The MaxCombo Test severely inflates the type 1 error rate

“The MaxCombo Test severely inflates the type 1 error rate”, by Carl-Fredrik Burman and myself has just been published in JAMA Oncology.

It’s our reaction to

Mukhopadhyay, Pralay, Jiabu Ye, Keaven M. Anderson, Satrajit Roychoudhury, Eric H. Rubin, Susan Halabi, and Richard J. Chappell. “Log-Rank Test vs MaxCombo and Difference in Restricted Mean Survival Time Tests for Comparing Survival Under Nonproportional Hazards in Immuno-oncology Trials: A Systematic Review and Meta-analysis.” JAMA oncology (2022).

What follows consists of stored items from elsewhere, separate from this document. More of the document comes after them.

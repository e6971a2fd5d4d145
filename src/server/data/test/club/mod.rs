use chrono::{TimeZone, Utc};
use sea_orm::DbErr;
use test_utils::{builder::TestBuilder, factory};

use crate::server::{data::club::ClubRepository, model::club::ScheduledRead};

mod adjust_subscribers;
mod create;
mod set_schedule;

The central idea in Mukhopadhyay et al is that in many immuno-oncology trials, for example when a new immunotherapy is compared with chemotherapy, we see a delayed separation of overall survival curves. Sometimes, the results from a standard Cox model or log-rank test are not significant at an alpha level typically required for confirmatory trials. But we see a clear indication of long-term survival benefit. If we used weighted log-rank tests instead that give more weight to later events, then more of theses cases would be statistically significant. Based on a review of 63 studies, the authors found that the results of the log-rank test and a particular type of weighted log-rank test (the MaxCombo test) were concordant in 90% of cases, but in 10% of cases the MaxCombo test was significant while the log-rank test wasn’t.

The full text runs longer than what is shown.